Exercise →
Please return every line of the records below that contains the word "Percentage".

※ ※ ※

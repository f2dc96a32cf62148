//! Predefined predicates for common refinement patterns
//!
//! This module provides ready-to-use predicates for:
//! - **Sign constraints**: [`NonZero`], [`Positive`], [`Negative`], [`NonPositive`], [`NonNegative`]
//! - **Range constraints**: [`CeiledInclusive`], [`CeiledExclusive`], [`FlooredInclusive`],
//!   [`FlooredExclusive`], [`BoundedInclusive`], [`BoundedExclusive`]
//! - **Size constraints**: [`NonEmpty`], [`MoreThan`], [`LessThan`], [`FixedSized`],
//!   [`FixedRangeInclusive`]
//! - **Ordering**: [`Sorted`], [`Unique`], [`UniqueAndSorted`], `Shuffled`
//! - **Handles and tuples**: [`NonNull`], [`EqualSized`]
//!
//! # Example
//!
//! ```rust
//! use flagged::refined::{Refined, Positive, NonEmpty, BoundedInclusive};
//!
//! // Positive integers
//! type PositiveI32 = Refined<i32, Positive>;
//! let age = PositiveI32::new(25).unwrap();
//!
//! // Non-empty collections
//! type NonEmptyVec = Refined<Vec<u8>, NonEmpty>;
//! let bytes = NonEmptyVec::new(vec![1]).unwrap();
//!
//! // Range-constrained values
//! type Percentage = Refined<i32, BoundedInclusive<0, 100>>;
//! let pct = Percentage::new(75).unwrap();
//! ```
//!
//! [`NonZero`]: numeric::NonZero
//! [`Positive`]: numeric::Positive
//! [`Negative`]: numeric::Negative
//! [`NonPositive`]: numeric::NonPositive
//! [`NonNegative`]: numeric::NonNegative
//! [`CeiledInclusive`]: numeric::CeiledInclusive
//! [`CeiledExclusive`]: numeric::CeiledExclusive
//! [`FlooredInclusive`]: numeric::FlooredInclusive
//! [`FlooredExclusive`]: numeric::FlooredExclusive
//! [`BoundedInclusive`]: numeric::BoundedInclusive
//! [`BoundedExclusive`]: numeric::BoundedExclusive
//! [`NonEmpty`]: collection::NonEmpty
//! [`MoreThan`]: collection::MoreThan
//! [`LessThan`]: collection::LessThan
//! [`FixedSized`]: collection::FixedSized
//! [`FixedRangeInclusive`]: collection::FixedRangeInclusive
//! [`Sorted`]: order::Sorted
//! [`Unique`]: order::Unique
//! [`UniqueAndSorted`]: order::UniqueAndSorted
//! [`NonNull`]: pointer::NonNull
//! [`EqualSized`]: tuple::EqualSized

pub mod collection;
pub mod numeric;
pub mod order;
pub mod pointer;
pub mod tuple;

※ ※ ※

Exercise solution →
//! type Percentage = Refined<i32, BoundedInclusive<0, 100>>;
//! let pct = Percentage::new(75).unwrap();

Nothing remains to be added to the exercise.